Свидетель — страница 11 из 50

Один такой дом стоял в Мансуровском переулке, в самой его середине, и его парадный фасад был обращён во двор – к не существующей уже и одновременно будущей Кропоткинской улице.

То место, куда отправился я по служебной надобности, оказалось таким же: со следами бывшей цивилизации, чего-то зыбкого, чужого, доставшегося странно, будто нежданное чужое наследство. Обсаженные деревьями узкие дороги там вели к несуществующим фольваркам, так же как видимые только с воздуха ригоры и финесы.

Восточная Пруссия есть место вечно делимое, поделённое, потому что границы менялись там часто. Часть стала Польшей (это русское сознание часто упускает), часть – Россией, как странное напоминание о нескольких годах русской власти, когда даже Кант, кажется, присягнул российской короне. Для одних – сон о потерянной Родине, для других – недавнее приобретение.

В Восточной Пруссии немало городов, но, рикошетируя от границ, повествование всё время возвращается к Кёнигсбергу, городу топологической загадки Эйлера: «Можно ли пройти по семи мостам через Прегель, не проходя ни по одному из них дважды?» Место, про которое один Герой Советского Союза, бывший лётчик, говорил: «Если задумал уезжать, то куда угодно, только не в Калининград!

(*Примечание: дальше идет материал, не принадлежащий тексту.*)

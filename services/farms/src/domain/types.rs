use chrono::{DateTime, NaiveDate, Utc};
use serde::Deserialize;
use uuid::Uuid;

use jaothui_domain::activity::{ActivityKind, ActivityStatus};
use jaothui_domain::farm::{AccessLevel, FarmRole};
use jaothui_domain::livestock::{AnimalStatus, AnimalType, Gender};

use crate::error::FarmsServiceError;

/// Province recorded on auto-provisioned farms until the owner edits it.
pub const DEFAULT_PROVINCE: &str = "ไม่ระบุ";
pub const DEFAULT_FARM_DESCRIPTION: &str = "ฟาร์มที่สร้างอัตโนมัติเมื่อเข้าสู่ระบบครั้งแรก";
const DEFAULT_FARM_NAME_PREFIX: &str = "ฟาร์มของ";

/// Account as issued by the auth provider.
#[derive(Debug, Clone)]
pub struct User {
    pub id: String,
    pub username: String,
    pub email: Option<String>,
    pub first_name: Option<String>,
    pub last_name: Option<String>,
    pub created_at: DateTime<Utc>,
    pub updated_at: DateTime<Utc>,
}

impl User {
    /// First name when set, otherwise the username.
    pub fn display_name(&self) -> &str {
        self.first_name
            .as_deref()
            .map(str::trim)
            .filter(|name| !name.is_empty())
            .unwrap_or(self.username.as_str())
    }

    pub fn default_farm_name(&self) -> String {
        format!("{DEFAULT_FARM_NAME_PREFIX}{}", self.display_name())
    }
}

#[derive(Debug, Clone, PartialEq, Eq)]
pub struct Farm {
    pub id: Uuid,
    pub name: String,
    pub owner_id: String,
    pub province: String,
    pub description: Option<String>,
    pub created_at: DateTime<Utc>,
    pub updated_at: DateTime<Utc>,
}

/// `Some(None)` on a nullable field clears it.
#[derive(Debug, Clone, Default)]
pub struct FarmPatch {
    pub name: Option<String>,
    pub province: Option<String>,
    pub description: Option<Option<String>>,
}

impl FarmPatch {
    pub fn is_empty(&self) -> bool {
        self.name.is_none() && self.province.is_none() && self.description.is_none()
    }
}

/// A user's link to a farm.
#[derive(Debug, Clone, PartialEq, Eq)]
pub struct FarmMember {
    pub id: Uuid,
    pub farm_id: Uuid,
    pub user_id: String,
    pub role: FarmRole,
    pub created_at: DateTime<Utc>,
}

/// Which farm a user acts on behalf of, and with what privilege.
#[derive(Debug, Clone, PartialEq, Eq)]
pub struct FarmContext {
    pub farm: Farm,
    pub role: FarmRole,
    pub access_level: AccessLevel,
}

impl FarmContext {
    pub fn new(farm: Farm, role: FarmRole) -> Self {
        Self {
            farm,
            role,
            access_level: AccessLevel::for_role(role),
        }
    }

    pub fn farm_id(&self) -> Uuid {
        self.farm.id
    }

    /// Gate for mutations reserved to owners.
    pub fn require_full(&self) -> Result<(), FarmsServiceError> {
        if self.access_level.is_full() {
            Ok(())
        } else {
            Err(FarmsServiceError::InsufficientAccess)
        }
    }
}

/// Optional narrowing of farm context resolution to one farm.
#[derive(Debug, Clone, Copy, Default, PartialEq, Eq)]
pub struct FarmContextParams {
    pub farm_id: Option<Uuid>,
}

impl FarmContextParams {
    pub fn for_farm(farm_id: Uuid) -> Self {
        Self {
            farm_id: Some(farm_id),
        }
    }
}

/// How the default farm of a user is looked up.
#[derive(Debug, Clone, Copy, Default, PartialEq, Eq, Deserialize)]
#[serde(rename_all = "lowercase")]
pub enum LookupStrategy {
    /// Ownership lookup, then membership lookup.
    Sequential,
    /// One UNION query over ownership and membership rows.
    #[default]
    Union,
}

#[derive(Debug, Clone, PartialEq)]
pub struct Animal {
    pub id: Uuid,
    pub farm_id: Uuid,
    pub tag_id: String,
    pub name: String,
    pub animal_type: AnimalType,
    pub gender: Gender,
    pub birth_date: Option<NaiveDate>,
    pub color: Option<String>,
    pub weight_kg: Option<f64>,
    pub height_cm: Option<f64>,
    pub mother_tag: Option<String>,
    pub father_tag: Option<String>,
    pub notes: Option<String>,
    pub status: AnimalStatus,
    pub created_at: DateTime<Utc>,
    pub updated_at: DateTime<Utc>,
}

#[derive(Debug, Clone, Default)]
pub struct AnimalPatch {
    pub tag_id: Option<String>,
    pub name: Option<String>,
    pub animal_type: Option<AnimalType>,
    pub gender: Option<Gender>,
    pub birth_date: Option<Option<NaiveDate>>,
    pub color: Option<Option<String>>,
    pub weight_kg: Option<Option<f64>>,
    pub height_cm: Option<Option<f64>>,
    pub mother_tag: Option<Option<String>>,
    pub father_tag: Option<Option<String>>,
    pub notes: Option<Option<String>>,
    pub status: Option<AnimalStatus>,
}

impl AnimalPatch {
    pub fn is_empty(&self) -> bool {
        self.tag_id.is_none()
            && self.name.is_none()
            && self.animal_type.is_none()
            && self.gender.is_none()
            && self.birth_date.is_none()
            && self.color.is_none()
            && self.weight_kg.is_none()
            && self.height_cm.is_none()
            && self.mother_tag.is_none()
            && self.father_tag.is_none()
            && self.notes.is_none()
            && self.status.is_none()
    }
}

#[derive(Debug, Clone, Default)]
pub struct AnimalFilter {
    pub status: Option<AnimalStatus>,
    /// Case-insensitive substring of tag or name.
    pub search: Option<String>,
}

#[derive(Debug, Clone, PartialEq, Eq)]
pub struct Activity {
    pub id: Uuid,
    pub farm_id: Uuid,
    pub animal_id: Uuid,
    pub title: String,
    pub description: Option<String>,
    pub kind: ActivityKind,
    pub status: ActivityStatus,
    pub activity_date: DateTime<Utc>,
    pub due_date: Option<DateTime<Utc>>,
    pub completed_at: Option<DateTime<Utc>>,
    pub created_by: String,
    pub created_at: DateTime<Utc>,
    pub updated_at: DateTime<Utc>,
}

#[derive(Debug, Clone, Default)]
pub struct ActivityPatch {
    pub title: Option<String>,
    pub description: Option<Option<String>>,
    pub kind: Option<ActivityKind>,
    pub status: Option<ActivityStatus>,
    pub activity_date: Option<DateTime<Utc>>,
    pub due_date: Option<Option<DateTime<Utc>>>,
}

impl ActivityPatch {
    pub fn is_empty(&self) -> bool {
        self.title.is_none()
            && self.description.is_none()
            && self.kind.is_none()
            && self.status.is_none()
            && self.activity_date.is_none()
            && self.due_date.is_none()
    }
}

#[derive(Debug, Clone, Default)]
pub struct ActivityFilter {
    pub status: Option<ActivityStatus>,
    pub animal_id: Option<Uuid>,
}

/// Badge counts shown in the navigation bar.
#[derive(Debug, Clone, Copy, Default, PartialEq, Eq)]
pub struct NotificationCounts {
    pub overdue: u64,
    pub due_today: u64,
    pub total: u64,
}

impl NotificationCounts {
    pub fn new(overdue: u64, due_today: u64) -> Self {
        Self {
            overdue,
            due_today,
            total: overdue + due_today,
        }
    }
}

Понимаешь, я в гостинице „Москва“ спать не мог – голоса! Понимаешь: в номере, где я совсем один! Немецкие голоса! И ещё это город, где люди на улице всё время оглядываются… Откуда я знаю почему? Идёт – и оглянется; идёт – и оглянется!..»

Я жил как раз в этой гостинице с длинными коридорами и сотнями номеров. Голосов не слышал, но удивлялся гостинице как сказочному месту – с длинными разноуровневыми коридорами и запутанными переходами. Мой временный начальник, специалист по морским перевозкам, был похож на большого неухоженного гнома-переростка. Другой, его помощник, был патологическим антикоммунистом и оказался настоящим еврейским членом немецкой масонской ложи. От этого общения я проникся конспирологией.

В городе я зашёл на бывшую виллу Коха. В ней теперь была музыкальная школа с невнятным музеем Глиера. Напротив была городская дача для высшего морского командования. Начальница показывала нам эту дачу из окна и говорила:

– Хо-хо! Я знакома с комендантом этого дома…

При этом лицо её принимало какое-то задорное выражение.

Кох прожил длинную, девяностолетнюю жизнь. Ему в Польше присудили пожизненное, и он умер, как Гесс, – в тюрьме. Не факт, что он что-то знал про янтарь, но знал он довольно много – поэтому и понятно, что если его не грохнули в 1949-м, то как-то неловко его убивать, скажем, в каком-нибудь 1955-м.

Итак, пришли мы на концерт. Пришли ещё какие-то мордатые дети-бандиты, пыхтя, забились они на свободные места. И для них, и для нас сыграли «Два гренадера». Шаляпина не нашлось, и вот Шаляпина заменили виолончелью. Вышла настоящая преподавательница – сушёная, с лошадиным лицом, в больших круглых очках, вышла и вторая – симпатичная, похожая на вечную ученицу. Она-то, собственно, своей виолончелью и заменяла шаляпинский голос. Зачем я всё это запоминал – непонятно, более того, я всё записывал, будто непрошеный свидетель-соглядатай.

Видать, мне это было важно, а тогда мне что опус № 3, что опус № 4 – всё едино. Что хочешь, скажи, я на всё согласный, покладистый, только какая-то странная фраза крутилась у меня в голове – «Нотной грамоты знал хорошо» – как будто из воинской аттестации.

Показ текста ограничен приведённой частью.